Johann Buttstett
Johann Heinrich Buttstett was a German Baroque organist and composer, born on 25 April 1666 in Binderleben, now a district of Erfurt. He came from a well-educated family; his father, Johann Henricus Buttstett, was a local pastor who had studied at the University of Erfurt. Buttstett began studying music in his youth, and from 1678 he trained under Johann Pachelbel, who at that time served as organist at the Predigerkirche in Erfurt. This early education placed Buttstett in direct contact with one of the most important figures of the South German organ tradition, in which he would later be recognized as one of the last significant exponents. His surname also appears in variant spellings such as Buttstedt and Buttstädt.

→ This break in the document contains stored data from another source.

//! Error types for failure handling across the assistant.
//!
//! A single unified error hierarchy covers every subsystem: the catalog
//! pipeline, the vector index, the inventory sync, tool execution, and the
//! hosted assistant protocol. Categorizing errors by source lets the CLI and
//! the session loop decide which failures abort a run and which are skipped
//! with a log line.

use thiserror::Error;

#[derive(Error, Debug, Clone)]
pub enum AssistantError {
    #[error("Assistant API interaction failed: {0}")]
    AssistantApi(String),
    #[error("Tool execution failed for '{tool_name}': {message}")]
    ToolError { tool_name: String, message: String },
    #[error("Configuration error: {0}")]
    ConfigError(String),
    #[error("Parsing error: {0}")]
    ParsingError(String),
    #[error("Catalog error: {0}")]
    CatalogError(String),
    #[error("Index error: {0}")]
    IndexError(String),
    #[error("Inventory error: {0}")]
    InventoryError(String),
    #[error("Spreadsheet API error: {0}")]
    SheetError(String),
    #[error("Log export failed: {0}")]
    ExportError(String),
    #[error("I/O error: {0}")]
    IoError(String),
    #[error("Internal error: {0}")]
    InternalError(String),
}

impl From<std::io::Error> for AssistantError {
    fn from(err: std::io::Error) -> Self {
        AssistantError::IoError(err.to_string())
    }
}

impl From<reqwest::Error> for AssistantError {
    fn from(err: reqwest::Error) -> Self {
        AssistantError::AssistantApi(err.to_string())
    }
}

impl From<serde_json::Error> for AssistantError {
    fn from(err: serde_json::Error) -> Self {
        AssistantError::ParsingError(err.to_string())
    }
}

impl From<csv::Error> for AssistantError {
    fn from(err: csv::Error) -> Self {
        AssistantError::InventoryError(err.to_string())
    }
}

By 1684 Buttstett secured his first professional position as organist at the Reglerkirche, and three years later he moved to the Kaufmannskirche. Alongside his organ duties, he taught in church schools, counting among his pupils Johann Gottfried Walther and Georg Friedrich Kauffmann, who would themselves become significant composers. On 19 July 1691 he succeeded Nicolaus Vetter as organist of the Predigerkirche, the post previously held by Pachelbel. Buttstett served in this position for thirty-six years until his death on 1 December 1727 at the age of sixty-one, establishing himself as a central figure in the musical life of Erfurt and gaining recognition for surrounding himself with an active circle of students.

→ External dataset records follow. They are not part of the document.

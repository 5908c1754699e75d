//! Corpus and catalog-CSV generation from canonical records.
//!
//! The corpus is one plain-text file per brand, `{brand_lowercase}_all.txt`,
//! one product line per record, newline-joined with no trailing newline.
//! The catalog CSV export carries the same lines tagged with their EAN so the
//! index builder can attach join metadata without re-running the adapters.

use std::path::Path;

use serde::{Deserialize, Serialize};

use crate::catalog::{load_brand_records, BrandSchema, CanonicalRecord, BRANDS};
use crate::errors::AssistantError;

/// One row of a brand's catalog CSV export.
#[derive(Debug, Clone, Serialize, Deserialize)]
pub struct CatalogRow {
    pub ean: String,
    pub texto: String,
}

/// Writes the corpus file for one brand. Record order is preserved; the file
/// ends without a trailing newline.
pub fn write_brand_corpus(
    brand: &BrandSchema,
    records: &[CanonicalRecord],
    corpus_dir: &Path,
) -> Result<(), AssistantError> {
    let lines: Vec<String> = records.iter().map(CanonicalRecord::corpus_line).collect();
    let path = corpus_dir.join(brand.corpus_file_name());
    std::fs::write(&path, lines.join("\n"))?;
    log::info!(
        "Wrote {} lines to corpus file {}",
        lines.len(),
        path.display()
    );
    Ok(())
}

/// Writes the catalog CSV export for one brand: `ean,texto` per record.
pub fn write_brand_catalog_csv(
    brand: &BrandSchema,
    records: &[CanonicalRecord],
    catalog_dir: &Path,
) -> Result<(), AssistantError> {
    let path = catalog_dir.join(format!("{}.csv", brand.table_stem));
    let mut writer = csv::Writer::from_path(&path)?;
    for record in records {
        writer.serialize(CatalogRow {
            ean: record.ean.clone(),
            texto: record.corpus_line(),
        })?;
    }
    writer.flush()?;
    Ok(())
}

/// Builds the whole corpus: adapts every brand table found under
/// `tables_dir` and writes its corpus file and catalog CSV. A brand whose
/// source table is missing or malformed is logged and skipped; the build
/// continues with the remaining brands. Returns the number of brands built.
pub fn build_corpus(
    tables_dir: &Path,
    corpus_dir: &Path,
    catalog_dir: &Path,
) -> Result<usize, AssistantError> {
    std::fs::create_dir_all(corpus_dir)?;
    std::fs::create_dir_all(catalog_dir)?;

    let mut built = 0;
    for brand in BRANDS {
        match load_brand_records(brand, tables_dir) {
            Ok(records) => {
                write_brand_corpus(brand, &records, corpus_dir)?;
                write_brand_catalog_csv(brand, &records, catalog_dir)?;
                built += 1;
            }
            Err(e) => {
                log::error!("Skipping brand {}: {}", brand.name, e);
            }
        }
    }
    if built == 0 {
        return Err(AssistantError::CatalogError(format!(
            "no brand table could be adapted from {}",
            tables_dir.display()
        )));
    }
    Ok(built)
}

#[cfg(test)]
mod tests {
    use super::*;
    use crate::catalog::find_brand;

    fn record(product: &str, code: &str, description: &str, ean: &str) -> CanonicalRecord {
        CanonicalRecord {
            product: product.to_string(),
            code: code.to_string(),
            description: description.to_string(),
            brand: "Cepage".to_string(),
            ean: ean.to_string(),
        }
    }

    #[test]
    fn test_corpus_file_no_trailing_newline() {
        let dir = tempfile::tempdir().unwrap();
        let brand = find_brand("cepage").unwrap();
        let records = vec![
            record("Producto A. Marca Cepage.", "Código EAN 1.", "Descripción: a.", "1"),
            record("Producto B. Marca Cepage.", "Código EAN 2.", "Descripción: b.", "2"),
        ];
        write_brand_corpus(brand, &records, dir.path()).unwrap();

        let content = std::fs::read_to_string(dir.path().join("cepage_all.txt")).unwrap();
        assert_eq!(
            content,
            "Producto A. Marca Cepage. Código EAN 1. Descripción: a.\n\
             Producto B. Marca Cepage. Código EAN 2. Descripción: b."
        );
        assert!(!content.ends_with('\n'));
    }

    #[test]
    fn test_catalog_csv_rows() {
        let dir = tempfile::tempdir().unwrap();
        let brand = find_brand("cepage").unwrap();
        let records = vec![record("Producto A.", "Código EAN 1.", "", "1")];
        write_brand_catalog_csv(brand, &records, dir.path()).unwrap();

        let mut reader = csv::Reader::from_path(dir.path().join("cepage.csv")).unwrap();
        let rows: Vec<CatalogRow> = reader.deserialize().map(|r| r.unwrap()).collect();
        assert_eq!(rows.len(), 1);
        assert_eq!(rows[0].ean, "1");
        assert!(rows[0].texto.contains("Producto A."));
    }

    #[test]
    fn test_build_corpus_skips_missing_brands() {
        let tables = tempfile::tempdir().unwrap();
        let corpus = tempfile::tempdir().unwrap();
        let catalog = tempfile::tempdir().unwrap();

        // Only one brand table exists, as a CSV export.
        let cepage = find_brand("cepage").unwrap();
        let mut writer =
            csv::Writer::from_path(tables.path().join("cepage.csv")).unwrap();
        writer
            .write_record(cepage.sheets[0].columns)
            .unwrap();
        let mut row = vec![""; cepage.sheets[0].columns.len()];
        row[5] = "123";
        row[6] = "Crema X";
        writer.write_record(&row).unwrap();
        writer.flush().unwrap();
        drop(writer);

        let built = build_corpus(tables.path(), corpus.path(), catalog.path()).unwrap();
        assert_eq!(built, 1);
        assert!(corpus.path().join("cepage_all.txt").exists());
        assert!(!corpus.path().join("vichy_all.txt").exists());
    }

    #[test]
    fn test_build_corpus_all_missing_is_error() {
        let tables = tempfile::tempdir().unwrap();
        let corpus = tempfile::tempdir().unwrap();
        let catalog = tempfile::tempdir().unwrap();
        assert!(build_corpus(tables.path(), corpus.path(), catalog.path()).is_err());
    }
}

Buttstett became most widely known for his intellectual dispute with Johann Mattheson, a debate that reflected conflicting views on the future of music education. In 1716 he published his treatise "Ut, mi, sol, re, fa, la, tota musica et harmonia aeterna," written as a rebuttal to Mattheson’s earlier work, which promoted more modern approaches aligned with emerging classical tendencies and emphasized French and Italian secular styles. Buttstett defended older musical traditions, advocating practices such as solmization and composition in ancient Greek modes, and upholding long-established conceptions of harmony. He also opposed Mattheson’s work "Das neueröffnete Orchestre," composed in the galant style. Mattheson responded in 1717 with "Das beschützte Orchestra," and Buttstett replied again in 1718 with his "Offentliche Erklärung," though this last publication received little attention.

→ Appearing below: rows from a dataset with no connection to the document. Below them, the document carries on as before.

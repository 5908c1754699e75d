//! Spreadsheet loading for brand catalog tables.
//!
//! Brand tables arrive as `.xlsx` workbooks (one or more worksheets) or as
//! per-sheet CSV exports. The xlsx path walks the OOXML archive directly:
//! shared strings first, then each worksheet's cell grid, with cell
//! references mapped back to (row, column) positions so sparse rows keep
//! their column alignment. Numeric cells are rendered as integer-valued
//! strings, never scientific notation or a trailing ".0".

use std::io::Read;
use std::path::Path;

use crate::errors::AssistantError;

/// Maximum decompressed bytes read from a single ZIP entry.
const MAX_XML_ENTRY_BYTES: u64 = 50 * 1024 * 1024;
/// Maximum worksheets processed per workbook.
const MAX_SHEETS: usize = 16;

/// One worksheet as a dense grid of string cells. Missing cells are empty
/// strings.
#[derive(Debug, Clone, Default)]
pub struct RawSheet {
    pub rows: Vec<Vec<String>>,
}

/// Renders a raw numeric cell value the way the catalog expects: integral
/// values as plain integers, everything else truncated toward zero.
pub fn render_numeric(raw: &str) -> String {
    match raw.parse::<f64>() {
        Ok(v) if v.is_finite() => format!("{}", v.trunc() as i64),
        _ => raw.trim().to_string(),
    }
}

/// Loads every worksheet of an xlsx workbook, in sheet order.
pub fn load_workbook<P: AsRef<Path>>(path: P) -> Result<Vec<RawSheet>, AssistantError> {
    let bytes = std::fs::read(path.as_ref())?;
    parse_workbook(&bytes)
}

pub fn parse_workbook(bytes: &[u8]) -> Result<Vec<RawSheet>, AssistantError> {
    let mut archive = zip::ZipArchive::new(std::io::Cursor::new(bytes))
        .map_err(|e| AssistantError::CatalogError(e.to_string()))?;
    let shared_strings = read_shared_strings(&mut archive)?;
    let sheet_names = list_worksheet_names(&mut archive);
    let mut sheets = Vec::new();
    for name in sheet_names.into_iter().take(MAX_SHEETS) {
        let xml = read_zip_entry_bounded(&mut archive, &name, MAX_XML_ENTRY_BYTES)?;
        sheets.push(parse_worksheet(&xml, &shared_strings)?);
    }
    if sheets.is_empty() {
        return Err(AssistantError::CatalogError(
            "workbook contains no worksheets".to_string(),
        ));
    }
    Ok(sheets)
}

/// Loads a single pre-exported CSV sheet. Rows may be ragged; cells are taken
/// verbatim (CSV exports carry no numeric typing to normalize).
pub fn load_csv_sheet<P: AsRef<Path>>(path: P) -> Result<RawSheet, AssistantError> {
    let mut reader = csv::ReaderBuilder::new()
        .has_headers(false)
        .flexible(true)
        .from_path(path.as_ref())?;
    let mut rows = Vec::new();
    for record in reader.records() {
        let record = record?;
        rows.push(record.iter().map(|c| c.to_string()).collect());
    }
    Ok(RawSheet { rows })
}

fn read_zip_entry_bounded(
    archive: &mut zip::ZipArchive<std::io::Cursor<&[u8]>>,
    name: &str,
    max_bytes: u64,
) -> Result<Vec<u8>, AssistantError> {
    let entry = archive
        .by_name(name)
        .map_err(|e| AssistantError::CatalogError(e.to_string()))?;
    let mut out = Vec::new();
    entry
        .take(max_bytes)
        .read_to_end(&mut out)
        .map_err(|e| AssistantError::CatalogError(e.to_string()))?;
    if out.len() as u64 >= max_bytes {
        return Err(AssistantError::CatalogError(format!(
            "ZIP entry {} exceeds size limit ({} bytes)",
            name, max_bytes
        )));
    }
    Ok(out)
}

fn read_shared_strings(
    archive: &mut zip::ZipArchive<std::io::Cursor<&[u8]>>,
) -> Result<Vec<String>, AssistantError> {
    // Workbooks with only numeric/inline cells have no shared-strings part.
    if archive.by_name("xl/sharedStrings.xml").is_err() {
        return Ok(Vec::new());
    }
    let xml = read_zip_entry_bounded(archive, "xl/sharedStrings.xml", MAX_XML_ENTRY_BYTES)?;
    let mut strings = Vec::new();
    let mut reader = quick_xml::Reader::from_reader(xml.as_slice());
    reader.config_mut().trim_text(false);
    let mut buf = Vec::new();
    let mut in_si = false;
    let mut current = String::new();
    loop {
        match reader.read_event_into(&mut buf) {
            Ok(quick_xml::events::Event::Start(e)) => {
                if e.local_name().as_ref() == b"si" {
                    in_si = true;
                    current.clear();
                } else if in_si && e.local_name().as_ref() == b"t" {
                    if let Ok(quick_xml::events::Event::Text(te)) = reader.read_event_into(&mut buf)
                    {
                        current.push_str(te.unescape().unwrap_or_default().as_ref());
                    }
                }
            }
            Ok(quick_xml::events::Event::End(e)) => {
                if e.local_name().as_ref() == b"si" {
                    in_si = false;
                    strings.push(std::mem::take(&mut current));
                }
            }
            Ok(quick_xml::events::Event::Eof) => break,
            Err(e) => return Err(AssistantError::CatalogError(e.to_string())),
            _ => {}
        }
        buf.clear();
    }
    Ok(strings)
}

fn list_worksheet_names(archive: &mut zip::ZipArchive<std::io::Cursor<&[u8]>>) -> Vec<String> {
    let mut names: Vec<String> = archive
        .file_names()
        .filter(|n| n.starts_with("xl/worksheets/sheet") && n.ends_with(".xml"))
        .map(|s| s.to_string())
        .collect();
    names.sort_by_key(|name| {
        name.trim_start_matches("xl/worksheets/sheet")
            .trim_end_matches(".xml")
            .parse::<u32>()
            .unwrap_or(u32::MAX)
    });
    names
}

/// Converts a cell reference like "B2" into a zero-based column index.
fn column_index(cell_ref: &str) -> usize {
    let mut index = 0usize;
    for c in cell_ref.chars().take_while(|c| c.is_ascii_alphabetic()) {
        index = index * 26 + (c.to_ascii_uppercase() as usize - 'A' as usize + 1);
    }
    index.saturating_sub(1)
}

#[derive(PartialEq)]
enum CellKind {
    Number,
    SharedString,
    InlineOrStr,
}

fn parse_worksheet(xml: &[u8], shared_strings: &[String]) -> Result<RawSheet, AssistantError> {
    let mut rows: Vec<Vec<String>> = Vec::new();
    let mut reader = quick_xml::Reader::from_reader(xml);
    reader.config_mut().trim_text(false);
    let mut buf = Vec::new();

    let mut current_row: Vec<String> = Vec::new();
    let mut current_col = 0usize;
    let mut kind = CellKind::Number;
    let mut in_value = false;

    loop {
        match reader.read_event_into(&mut buf) {
            Ok(quick_xml::events::Event::Start(e)) | Ok(quick_xml::events::Event::Empty(e)) => {
                match e.local_name().as_ref() {
                    b"row" => {
                        current_row = Vec::new();
                    }
                    b"c" => {
                        kind = CellKind::Number;
                        current_col = current_row.len();
                        for attr in e.attributes().flatten() {
                            match attr.key.as_ref() {
                                b"r" => {
                                    let cell_ref = String::from_utf8_lossy(&attr.value);
                                    current_col = column_index(&cell_ref);
                                }
                                b"t" => {
                                    kind = match attr.value.as_ref() {
                                        b"s" => CellKind::SharedString,
                                        b"n" => CellKind::Number,
                                        _ => CellKind::InlineOrStr,
                                    };
                                }
                                _ => {}
                            }
                        }
                    }
                    b"v" | b"t" => {
                        in_value = true;
                    }
                    _ => {}
                }
            }
            Ok(quick_xml::events::Event::Text(te)) if in_value => {
                let raw = te.unescape().unwrap_or_default();
                let value = match kind {
                    CellKind::SharedString => raw
                        .trim()
                        .parse::<usize>()
                        .ok()
                        .and_then(|i| shared_strings.get(i).cloned())
                        .unwrap_or_default(),
                    CellKind::Number => render_numeric(&raw),
                    CellKind::InlineOrStr => raw.into_owned(),
                };
                while current_row.len() < current_col {
                    current_row.push(String::new());
                }
                if current_row.len() == current_col {
                    current_row.push(value);
                } else {
                    current_row[current_col] = value;
                }
                in_value = false;
            }
            Ok(quick_xml::events::Event::End(e)) => match e.local_name().as_ref() {
                b"v" | b"t" => in_value = false,
                b"row" => rows.push(std::mem::take(&mut current_row)),
                _ => {}
            },
            Ok(quick_xml::events::Event::Eof) => break,
            Err(e) => return Err(AssistantError::CatalogError(e.to_string())),
            _ => {}
        }
        buf.clear();
    }

    Ok(RawSheet { rows })
}

#[cfg(test)]
mod tests {
    use super::*;
    use std::io::Write;

    fn build_test_xlsx() -> Vec<u8> {
        let mut cursor = std::io::Cursor::new(Vec::new());
        {
            let mut writer = zip::ZipWriter::new(&mut cursor);
            let options = zip::write::SimpleFileOptions::default();

            writer.start_file("xl/sharedStrings.xml", options).unwrap();
            writer
                .write_all(
                    br#"<?xml version="1.0"?><sst><si><t>producto</t></si><si><t>ean</t></si><si><t>Crema X</t></si></sst>"#,
                )
                .unwrap();

            writer.start_file("xl/worksheets/sheet1.xml", options).unwrap();
            writer
                .write_all(
                    br#"<?xml version="1.0"?><worksheet><sheetData>
<row r="1"><c r="A1" t="s"><v>0</v></c><c r="B1" t="s"><v>1</v></c></row>
<row r="2"><c r="A2" t="s"><v>2</v></c><c r="B2"><v>7798008411011</v></c></row>
</sheetData></worksheet>"#,
                )
                .unwrap();
            writer.finish().unwrap();
        }
        cursor.into_inner()
    }

    #[test]
    fn test_parse_workbook() {
        let bytes = build_test_xlsx();
        let sheets = parse_workbook(&bytes).unwrap();
        assert_eq!(sheets.len(), 1);
        let rows = &sheets[0].rows;
        assert_eq!(rows[0], vec!["producto", "ean"]);
        assert_eq!(rows[1][0], "Crema X");
        assert_eq!(rows[1][1], "7798008411011");
    }

    #[test]
    fn test_render_numeric_no_scientific_notation() {
        assert_eq!(render_numeric("7.798008411011E12"), "7798008411011");
        assert_eq!(render_numeric("120"), "120");
        assert_eq!(render_numeric("1.5"), "1");
        assert_eq!(render_numeric("no numérico"), "no numérico");
    }

    #[test]
    fn test_column_index() {
        assert_eq!(column_index("A1"), 0);
        assert_eq!(column_index("B2"), 1);
        assert_eq!(column_index("Z9"), 25);
        assert_eq!(column_index("AA3"), 26);
    }

    #[test]
    fn test_invalid_zip_is_catalog_error() {
        let err = parse_workbook(b"not a zip").unwrap_err();
        assert!(matches!(err, AssistantError::CatalogError(_)));
    }

    #[test]
    fn test_sparse_row_keeps_column_alignment() {
        let mut cursor = std::io::Cursor::new(Vec::new());
        {
            let mut writer = zip::ZipWriter::new(&mut cursor);
            let options = zip::write::SimpleFileOptions::default();
            writer.start_file("xl/worksheets/sheet1.xml", options).unwrap();
            writer
                .write_all(
                    br#"<worksheet><sheetData><row r="1"><c r="C1"><v>42</v></c></row></sheetData></worksheet>"#,
                )
                .unwrap();
            writer.finish().unwrap();
        }
        let sheets = parse_workbook(&cursor.into_inner()).unwrap();
        assert_eq!(sheets[0].rows[0], vec!["", "", "42"]);
    }
}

In his personal life, Buttstett married Martha Lemmerhirt in 1687, a distant relative of Johann Sebastian Bach’s mother. The couple had ten children. Two of their sons, Johann Laurentius and Johann Samuel, followed their father’s path and became organists, continuing the family’s musical legacy.
Buttstett’s surviving works consist exclusively of keyboard music. His only extant collection, "Musicalische Clavier-Kunst und Vorraths-Kammer" (1713), contains a variety of pieces such as fughettas, fantasies, fugues, ricercars, capriccios, and preludes. In this volume he claimed authorship of over one thousand works, although only the collection itself, two marches included in "Ut, mi, sol…," and several dozen chorale preludes are known today. The collection also includes several dance suites that show clear French influence, distinguishing them from the more typical German suites of the period. His operas, cantatas, and masses have been lost.
The influence of his teacher Pachelbel is evident in much of Buttstett’s music, yet many stylistic features indicate familiarity with the North German organ school. His free preludes and fantasies, as well as his stricter fugues and ricercars, show characteristics associated with composers like Dieterich Buxtehude and Nicolaus Bruhns. His works often feature extended virtuosic passages, markedly different from Pachelbel’s reserved writing. An example is his Prelude and Capriccio in D minor, whose prelude opens with rapid single-line passages interrupted by rests, while the capriccio takes the form of a fugue built on a demanding subject written in thirty-second and sixteenth notes.
One of Buttstett’s fugues was discovered in a manuscript belonging to Andreas Bach, further demonstrating his engagement with complex contrapuntal writing. The fugue’s subject displays an extreme use of repercussion technique, including a leap of a diminished seventh, and this repercussive writing appears throughout the piece, at times applied to full chords in both hands. Buttstett’s surviving music and theoretical writings together reveal a composer deeply committed to the preservation of older musical traditions, even as the musical culture of his time moved steadily toward new stylistic ideals.